宮廷音楽家である父、レオポルド・モーツァルトと母アンナ・マリアの7番目の子としてザルツブルグで生まれています。(子供のうち5歳上の姉ナンネル以外は、皆早く亡くなっています。)父から厳しい音楽教育を受け(晩年に至るまで父の存在が大きく影響を与えています。)又、それに応え、幼い頃から大変な神童ぶりを発揮していました。5歳でメヌエット、8歳の時には交響曲を作曲、演奏の方でも早くから人前に立ち、6歳の頃からピアニストとして、父や姉と共に各地を巡演し絶賛を浴びています。ヨーロッパ各地で演奏旅行をしているうちに才能を高めていきましたが、とくにクリスティァン・バッハ(大バッハの末子)やハイドン等多くの作曲家の影響を受けています。

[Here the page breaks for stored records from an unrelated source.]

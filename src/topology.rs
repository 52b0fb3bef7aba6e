//! Per-infra cluster membership and the guards for changing it.
//!
//! [`ClusterTopology`] is the client's book of which registry servers are
//! live cluster members and in what role. Every topology-changing command is
//! first checked against the book as a [`TopologyOp`]; the book only moves
//! once the remote side has confirmed success.

use std::collections::BTreeSet;

use thiserror::Error;

use crate::registry::{Server, ServerRole, ServerStatus};

/// Coarse state of one infra's cluster.
#[derive(Clone, Copy, Debug, Eq, PartialEq)]
pub enum TopologyState {
    /// Nothing installed.
    Empty,
    /// A load balancer exists but no control plane.
    LoadBalancerReady,
    /// Exactly one master.
    SingleMaster,
    /// Two or more masters.
    MultiMaster,
    /// At least one member is marked unhealthy.
    Degraded,
}

/// A membership change, or health observation, checked against the book.
#[derive(Clone, Debug, Eq, PartialEq)]
pub enum TopologyOp {
    /// Adds a load balancer.
    InstallLoadBalancer {
        /// Load balancer server id.
        target: String,
    },
    /// Bootstraps the first master.
    InstallFirstMaster {
        /// New master server id.
        target: String,
    },
    /// Joins another master.
    JoinMaster {
        /// Joining server id.
        target: String,
        /// Master supplying join material.
        main: String,
    },
    /// Joins a worker.
    JoinWorker {
        /// Joining server id.
        target: String,
        /// Master supplying the join token.
        main: String,
    },
    /// Rebuilds the first master in place.
    RebuildFirstMaster {
        /// First master server id.
        target: String,
    },
    /// Rebuilds a joined master.
    RebuildMaster {
        /// Master being rebuilt.
        target: String,
        /// Healthy master supplying join material.
        main: String,
    },
    /// Rebuilds a worker.
    RebuildWorker {
        /// Worker being rebuilt.
        target: String,
        /// Healthy master supplying the join token.
        main: String,
    },
    /// Repairs load balancer routing.
    RebuildHa {
        /// Load balancer server id.
        target: String,
    },
    /// Renews control-plane certificates.
    RenewCertificate {
        /// Master the renewal runs on.
        target: String,
    },
    /// Removes a master.
    DeleteMaster {
        /// Master server id.
        target: String,
        /// Surviving master that updates the control plane, if any.
        main: Option<String>,
    },
    /// Removes a worker.
    DeleteWorker {
        /// Worker server id.
        target: String,
        /// Surviving master that drains the worker.
        main: String,
    },
    /// Removes any member by node name.
    RemoveNode {
        /// Member server id.
        target: String,
        /// Surviving master the removal runs on.
        main: String,
    },
    /// Records a failed health observation.
    MarkDegraded {
        /// Member server id.
        target: String,
    },
    /// Records a healthy observation.
    MarkHealthy {
        /// Member server id.
        target: String,
    },
}

impl TopologyOp {
    /// Server the operation acts on.
    #[must_use]
    pub fn target(&self) -> &str {
        match self {
            Self::InstallLoadBalancer { target }
            | Self::InstallFirstMaster { target }
            | Self::JoinMaster { target, .. }
            | Self::JoinWorker { target, .. }
            | Self::RebuildFirstMaster { target }
            | Self::RebuildMaster { target, .. }
            | Self::RebuildWorker { target, .. }
            | Self::RebuildHa { target }
            | Self::RenewCertificate { target }
            | Self::DeleteMaster { target, .. }
            | Self::DeleteWorker { target, .. }
            | Self::RemoveNode { target, .. }
            | Self::MarkDegraded { target }
            | Self::MarkHealthy { target } => target,
        }
    }

    /// Wire name of the remote operation this guards.
    #[must_use]
    pub const fn name(&self) -> &'static str {
        match self {
            Self::InstallLoadBalancer { .. } => "installLoadBalancer",
            Self::InstallFirstMaster { .. } => "installFirstMaster",
            Self::JoinMaster { .. } => "joinMaster",
            Self::JoinWorker { .. } => "joinWorker",
            Self::RebuildFirstMaster { .. } => "rebuildFirstMaster",
            Self::RebuildMaster { .. } => "rebuildMaster",
            Self::RebuildWorker { .. } => "rebuildWorker",
            Self::RebuildHa { .. } => "rebuildHA",
            Self::RenewCertificate { .. } => "renewCertificate",
            Self::DeleteMaster { .. } => "deleteMaster",
            Self::DeleteWorker { .. } => "deleteWorker",
            Self::RemoveNode { .. } => "removeNode",
            Self::MarkDegraded { .. } | Self::MarkHealthy { .. } => "getNodeStatus",
        }
    }
}

/// Raised when an operation is not legal from the current membership.
#[derive(Clone, Debug, Error, Eq, PartialEq)]
pub enum TopologyError {
    /// Raised when a first master is installed twice.
    #[error("cluster already has master {existing}; use joinMaster or rebuildFirstMaster")]
    AlreadyBootstrapped {
        /// Master already tracked.
        existing: String,
    },
    /// Raised when an operation needs a control plane that does not exist.
    #[error("{operation} requires at least one master; run installFirstMaster first")]
    NoMaster {
        /// Operation name.
        operation: &'static str,
    },
    /// Raised when a load balancer is installed after the control plane.
    #[error("load balancer {server_id} must be installed before the first master")]
    ControlPlaneExists {
        /// Load balancer server id.
        server_id: String,
    },
    /// Raised when `rebuildHA` has no load balancer to repair.
    #[error("{server_id} is not a tracked load balancer")]
    NotLoadBalancer {
        /// Server id passed to the operation.
        server_id: String,
    },
    /// Raised when the main master is not a tracked master.
    #[error("main master {main_id} is not a master of this cluster")]
    MainNotMaster {
        /// Referenced main id.
        main_id: String,
    },
    /// Raised when the main master is marked unhealthy.
    #[error("main master {main_id} is degraded; pick a healthy master")]
    MainUnhealthy {
        /// Referenced main id.
        main_id: String,
    },
    /// Raised when the main master is the server being rebuilt or removed.
    #[error("{server_id} cannot be its own main master")]
    MainIsTarget {
        /// Server id.
        server_id: String,
    },
    /// Raised when a joining server is already a member.
    #[error("{server_id} is already a cluster member")]
    AlreadyMember {
        /// Server id.
        server_id: String,
    },
    /// Raised when the target is not a member in the required role.
    #[error("{server_id} is not a tracked {role}")]
    NotMember {
        /// Server id.
        server_id: String,
        /// Role the operation requires.
        role: &'static str,
    },
    /// Raised when `rebuildFirstMaster` targets another master.
    #[error("{server_id} is not the first master (first master is {first_master})")]
    NotFirstMaster {
        /// Server id passed to the operation.
        server_id: String,
        /// Tracked first master.
        first_master: String,
    },
}

/// Tracked membership of one infra's cluster.
#[derive(Clone, Debug, Default, Eq, PartialEq)]
pub struct ClusterTopology {
    load_balancers: BTreeSet<String>,
    first_master: Option<String>,
    masters: BTreeSet<String>,
    workers: BTreeSet<String>,
    degraded: BTreeSet<String>,
}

1773年からザルツブルグに定住し、同地の大司教つき音楽職をつとめていましたが、新大司教ヒエロニムスとの関係が悪化し母とマンハイム、パリ旅行を行い、他の地に就職口を求めたが失敗。しかし得るところは大きかった。又、後に妻となったコンスタンツェ・ウェーバーの姉アロイージアへの恋やパリでの母の死など人生上の苦い経験も重ねています。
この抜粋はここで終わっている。